## Required action
A single number is required: how many lines of the listing below include the word "SchemaDefLocation".

/---

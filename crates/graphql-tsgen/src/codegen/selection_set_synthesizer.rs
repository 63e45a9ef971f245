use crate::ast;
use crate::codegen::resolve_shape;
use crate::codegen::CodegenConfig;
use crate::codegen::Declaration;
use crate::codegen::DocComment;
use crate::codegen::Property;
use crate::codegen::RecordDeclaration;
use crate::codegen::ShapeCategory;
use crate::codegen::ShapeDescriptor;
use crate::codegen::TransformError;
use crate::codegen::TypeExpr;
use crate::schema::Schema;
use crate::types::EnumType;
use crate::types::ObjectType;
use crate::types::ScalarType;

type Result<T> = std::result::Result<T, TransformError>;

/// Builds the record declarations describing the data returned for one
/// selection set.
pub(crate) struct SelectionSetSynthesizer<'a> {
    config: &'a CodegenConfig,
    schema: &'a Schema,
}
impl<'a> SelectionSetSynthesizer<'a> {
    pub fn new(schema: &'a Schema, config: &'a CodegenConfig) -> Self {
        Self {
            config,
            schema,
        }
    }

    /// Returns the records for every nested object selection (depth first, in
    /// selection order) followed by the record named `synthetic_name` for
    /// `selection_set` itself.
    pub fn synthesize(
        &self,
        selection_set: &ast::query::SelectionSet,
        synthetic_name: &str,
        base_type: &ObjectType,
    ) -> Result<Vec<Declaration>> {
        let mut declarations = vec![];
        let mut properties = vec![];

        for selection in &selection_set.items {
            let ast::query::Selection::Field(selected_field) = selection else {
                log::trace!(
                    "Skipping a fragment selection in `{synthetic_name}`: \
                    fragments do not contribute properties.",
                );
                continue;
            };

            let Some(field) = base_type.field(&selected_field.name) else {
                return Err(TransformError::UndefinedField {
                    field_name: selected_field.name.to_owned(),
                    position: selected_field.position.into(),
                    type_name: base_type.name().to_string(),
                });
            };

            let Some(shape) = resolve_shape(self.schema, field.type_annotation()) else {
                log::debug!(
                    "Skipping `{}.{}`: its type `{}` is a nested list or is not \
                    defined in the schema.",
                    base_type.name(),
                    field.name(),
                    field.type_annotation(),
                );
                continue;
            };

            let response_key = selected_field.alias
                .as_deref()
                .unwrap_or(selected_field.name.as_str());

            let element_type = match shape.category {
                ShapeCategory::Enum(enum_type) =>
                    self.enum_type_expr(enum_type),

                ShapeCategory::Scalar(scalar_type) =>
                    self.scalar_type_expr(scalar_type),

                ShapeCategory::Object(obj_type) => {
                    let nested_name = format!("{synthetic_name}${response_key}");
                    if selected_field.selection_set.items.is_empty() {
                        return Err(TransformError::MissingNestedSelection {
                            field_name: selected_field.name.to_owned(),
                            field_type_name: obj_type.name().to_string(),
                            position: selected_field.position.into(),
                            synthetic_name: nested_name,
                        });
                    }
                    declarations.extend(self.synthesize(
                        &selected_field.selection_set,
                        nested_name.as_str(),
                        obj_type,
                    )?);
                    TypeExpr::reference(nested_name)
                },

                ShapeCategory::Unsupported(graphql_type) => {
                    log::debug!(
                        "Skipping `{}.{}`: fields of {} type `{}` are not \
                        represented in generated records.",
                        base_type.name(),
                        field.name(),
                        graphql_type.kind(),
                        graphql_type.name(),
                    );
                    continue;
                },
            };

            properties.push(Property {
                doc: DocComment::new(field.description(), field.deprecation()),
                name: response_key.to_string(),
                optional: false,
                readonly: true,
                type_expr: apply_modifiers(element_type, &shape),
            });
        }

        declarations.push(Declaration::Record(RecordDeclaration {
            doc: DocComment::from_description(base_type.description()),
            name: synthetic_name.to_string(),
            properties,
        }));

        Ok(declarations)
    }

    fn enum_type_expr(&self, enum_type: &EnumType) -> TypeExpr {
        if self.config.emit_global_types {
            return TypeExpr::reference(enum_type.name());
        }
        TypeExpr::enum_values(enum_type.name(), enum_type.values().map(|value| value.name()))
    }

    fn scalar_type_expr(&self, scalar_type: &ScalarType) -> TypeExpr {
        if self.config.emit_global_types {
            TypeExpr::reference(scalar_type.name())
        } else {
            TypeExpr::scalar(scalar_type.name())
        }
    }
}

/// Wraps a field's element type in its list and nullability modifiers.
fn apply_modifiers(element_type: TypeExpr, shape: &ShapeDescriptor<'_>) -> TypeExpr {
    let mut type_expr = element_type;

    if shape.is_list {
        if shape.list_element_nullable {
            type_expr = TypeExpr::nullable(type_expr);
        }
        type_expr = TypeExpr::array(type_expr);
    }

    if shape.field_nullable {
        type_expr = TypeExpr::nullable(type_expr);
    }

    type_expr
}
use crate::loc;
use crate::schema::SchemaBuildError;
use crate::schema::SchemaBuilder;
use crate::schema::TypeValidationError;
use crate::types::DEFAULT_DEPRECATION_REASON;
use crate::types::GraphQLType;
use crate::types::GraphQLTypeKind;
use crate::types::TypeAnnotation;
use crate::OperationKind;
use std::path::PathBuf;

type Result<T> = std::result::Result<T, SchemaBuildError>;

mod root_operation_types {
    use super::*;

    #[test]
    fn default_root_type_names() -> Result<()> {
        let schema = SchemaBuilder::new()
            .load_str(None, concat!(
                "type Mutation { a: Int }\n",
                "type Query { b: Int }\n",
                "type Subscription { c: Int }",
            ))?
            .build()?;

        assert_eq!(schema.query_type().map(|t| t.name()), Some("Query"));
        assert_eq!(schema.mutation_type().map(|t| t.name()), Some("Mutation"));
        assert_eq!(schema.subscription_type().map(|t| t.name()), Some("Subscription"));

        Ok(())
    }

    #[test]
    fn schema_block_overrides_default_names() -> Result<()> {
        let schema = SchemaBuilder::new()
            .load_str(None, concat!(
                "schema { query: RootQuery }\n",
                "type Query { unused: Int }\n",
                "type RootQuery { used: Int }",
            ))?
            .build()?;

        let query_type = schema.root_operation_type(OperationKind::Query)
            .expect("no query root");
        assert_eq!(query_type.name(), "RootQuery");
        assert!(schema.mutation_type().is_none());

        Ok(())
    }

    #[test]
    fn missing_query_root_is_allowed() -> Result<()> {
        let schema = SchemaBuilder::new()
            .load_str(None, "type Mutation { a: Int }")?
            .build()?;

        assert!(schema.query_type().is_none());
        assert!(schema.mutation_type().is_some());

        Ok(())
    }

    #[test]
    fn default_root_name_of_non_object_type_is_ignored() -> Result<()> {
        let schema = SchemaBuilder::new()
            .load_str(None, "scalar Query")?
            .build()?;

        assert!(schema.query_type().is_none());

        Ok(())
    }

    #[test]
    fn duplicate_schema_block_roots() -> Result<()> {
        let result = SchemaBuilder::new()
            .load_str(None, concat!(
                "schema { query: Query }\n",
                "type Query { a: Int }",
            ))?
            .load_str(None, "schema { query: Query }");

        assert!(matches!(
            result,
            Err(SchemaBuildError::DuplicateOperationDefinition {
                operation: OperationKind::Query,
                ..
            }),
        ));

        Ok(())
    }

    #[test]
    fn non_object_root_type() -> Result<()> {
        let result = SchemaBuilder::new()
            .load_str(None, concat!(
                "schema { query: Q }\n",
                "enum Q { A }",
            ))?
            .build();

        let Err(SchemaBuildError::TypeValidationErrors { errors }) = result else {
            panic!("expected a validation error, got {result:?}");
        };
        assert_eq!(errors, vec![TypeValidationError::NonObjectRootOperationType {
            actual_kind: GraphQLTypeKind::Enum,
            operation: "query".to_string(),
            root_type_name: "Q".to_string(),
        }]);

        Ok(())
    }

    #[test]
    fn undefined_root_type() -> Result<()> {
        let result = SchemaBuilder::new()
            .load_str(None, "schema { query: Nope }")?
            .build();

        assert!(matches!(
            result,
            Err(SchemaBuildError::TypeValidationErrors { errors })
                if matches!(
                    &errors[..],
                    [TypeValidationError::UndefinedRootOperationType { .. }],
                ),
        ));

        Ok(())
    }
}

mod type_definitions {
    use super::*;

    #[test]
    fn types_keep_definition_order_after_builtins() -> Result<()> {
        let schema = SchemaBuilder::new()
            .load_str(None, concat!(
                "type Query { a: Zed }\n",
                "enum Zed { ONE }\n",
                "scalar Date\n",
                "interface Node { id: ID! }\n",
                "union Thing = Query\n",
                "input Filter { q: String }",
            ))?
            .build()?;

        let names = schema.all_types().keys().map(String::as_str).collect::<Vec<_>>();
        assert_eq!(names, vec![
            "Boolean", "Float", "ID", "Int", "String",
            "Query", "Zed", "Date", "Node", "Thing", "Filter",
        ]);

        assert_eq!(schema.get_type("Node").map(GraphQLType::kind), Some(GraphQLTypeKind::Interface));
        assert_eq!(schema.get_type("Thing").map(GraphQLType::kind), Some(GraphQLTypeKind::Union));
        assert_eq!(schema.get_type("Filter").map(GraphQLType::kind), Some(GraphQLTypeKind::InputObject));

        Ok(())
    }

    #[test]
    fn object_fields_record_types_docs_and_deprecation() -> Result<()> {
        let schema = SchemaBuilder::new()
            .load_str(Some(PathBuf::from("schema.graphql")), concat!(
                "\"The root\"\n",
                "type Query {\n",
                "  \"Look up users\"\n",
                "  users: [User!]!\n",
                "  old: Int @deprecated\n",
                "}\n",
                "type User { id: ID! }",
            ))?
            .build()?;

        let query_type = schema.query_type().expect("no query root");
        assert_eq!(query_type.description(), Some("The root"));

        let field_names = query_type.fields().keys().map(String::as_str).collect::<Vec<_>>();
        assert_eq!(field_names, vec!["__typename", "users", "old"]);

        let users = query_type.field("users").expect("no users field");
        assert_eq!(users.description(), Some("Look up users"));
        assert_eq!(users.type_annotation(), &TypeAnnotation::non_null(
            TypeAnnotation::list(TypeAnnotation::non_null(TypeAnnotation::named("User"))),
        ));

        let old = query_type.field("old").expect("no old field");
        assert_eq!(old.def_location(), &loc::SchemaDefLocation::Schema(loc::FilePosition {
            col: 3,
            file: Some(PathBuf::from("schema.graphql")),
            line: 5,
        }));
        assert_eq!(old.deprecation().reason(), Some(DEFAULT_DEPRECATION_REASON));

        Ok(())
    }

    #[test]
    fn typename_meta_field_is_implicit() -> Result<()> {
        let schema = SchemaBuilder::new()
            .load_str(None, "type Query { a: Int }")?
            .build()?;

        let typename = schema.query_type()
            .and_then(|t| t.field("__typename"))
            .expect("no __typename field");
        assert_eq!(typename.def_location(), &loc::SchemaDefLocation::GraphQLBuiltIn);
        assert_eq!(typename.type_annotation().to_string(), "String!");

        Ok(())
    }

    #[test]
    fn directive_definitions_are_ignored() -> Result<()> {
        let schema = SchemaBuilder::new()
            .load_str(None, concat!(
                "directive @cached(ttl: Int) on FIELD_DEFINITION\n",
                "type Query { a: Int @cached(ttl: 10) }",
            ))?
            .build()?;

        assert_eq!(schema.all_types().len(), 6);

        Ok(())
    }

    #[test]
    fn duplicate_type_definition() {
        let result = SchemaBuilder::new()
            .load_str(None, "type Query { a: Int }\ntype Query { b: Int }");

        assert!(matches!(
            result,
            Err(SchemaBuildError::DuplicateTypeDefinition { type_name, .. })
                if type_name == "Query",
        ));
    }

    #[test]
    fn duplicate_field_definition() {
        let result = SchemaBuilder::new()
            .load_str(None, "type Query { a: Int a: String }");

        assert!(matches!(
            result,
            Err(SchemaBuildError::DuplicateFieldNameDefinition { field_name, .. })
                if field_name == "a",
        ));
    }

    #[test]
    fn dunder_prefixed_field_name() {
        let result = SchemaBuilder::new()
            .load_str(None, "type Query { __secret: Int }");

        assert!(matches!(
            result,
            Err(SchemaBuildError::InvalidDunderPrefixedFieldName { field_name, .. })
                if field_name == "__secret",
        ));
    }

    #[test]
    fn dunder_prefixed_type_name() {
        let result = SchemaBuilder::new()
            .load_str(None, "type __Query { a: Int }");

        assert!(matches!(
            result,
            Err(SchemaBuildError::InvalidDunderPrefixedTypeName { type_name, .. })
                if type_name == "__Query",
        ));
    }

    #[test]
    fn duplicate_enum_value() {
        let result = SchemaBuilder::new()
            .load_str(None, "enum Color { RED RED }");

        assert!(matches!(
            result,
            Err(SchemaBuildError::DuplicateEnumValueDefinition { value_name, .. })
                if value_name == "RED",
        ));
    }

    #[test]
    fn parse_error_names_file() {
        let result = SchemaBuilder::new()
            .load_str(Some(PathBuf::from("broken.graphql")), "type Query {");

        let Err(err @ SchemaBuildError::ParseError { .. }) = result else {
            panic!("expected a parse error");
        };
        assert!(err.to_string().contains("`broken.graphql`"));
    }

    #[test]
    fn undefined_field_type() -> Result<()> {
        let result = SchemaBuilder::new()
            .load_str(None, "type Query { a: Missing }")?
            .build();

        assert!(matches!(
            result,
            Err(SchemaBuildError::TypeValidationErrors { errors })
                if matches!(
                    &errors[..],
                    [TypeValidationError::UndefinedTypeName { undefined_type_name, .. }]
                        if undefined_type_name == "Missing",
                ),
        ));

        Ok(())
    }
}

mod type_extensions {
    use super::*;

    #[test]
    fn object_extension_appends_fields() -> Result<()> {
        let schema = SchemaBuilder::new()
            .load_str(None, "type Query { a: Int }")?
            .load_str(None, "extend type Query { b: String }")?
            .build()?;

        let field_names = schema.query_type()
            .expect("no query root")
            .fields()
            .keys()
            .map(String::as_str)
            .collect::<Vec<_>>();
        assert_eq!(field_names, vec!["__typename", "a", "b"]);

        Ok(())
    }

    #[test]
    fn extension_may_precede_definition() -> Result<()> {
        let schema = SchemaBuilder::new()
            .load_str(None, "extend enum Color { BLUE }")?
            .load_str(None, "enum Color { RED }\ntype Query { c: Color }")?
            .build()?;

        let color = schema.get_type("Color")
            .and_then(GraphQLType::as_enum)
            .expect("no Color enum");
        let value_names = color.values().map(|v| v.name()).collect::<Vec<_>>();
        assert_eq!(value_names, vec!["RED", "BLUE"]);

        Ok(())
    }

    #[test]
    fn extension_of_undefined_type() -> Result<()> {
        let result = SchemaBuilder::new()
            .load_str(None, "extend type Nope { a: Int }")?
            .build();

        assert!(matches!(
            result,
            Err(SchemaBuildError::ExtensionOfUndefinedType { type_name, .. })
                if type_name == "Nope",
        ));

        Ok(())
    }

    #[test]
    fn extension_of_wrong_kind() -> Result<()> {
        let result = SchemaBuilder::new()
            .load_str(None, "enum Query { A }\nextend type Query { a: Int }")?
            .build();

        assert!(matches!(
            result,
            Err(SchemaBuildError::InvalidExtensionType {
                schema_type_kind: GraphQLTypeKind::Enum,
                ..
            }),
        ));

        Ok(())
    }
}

\---

## Exercise answer
2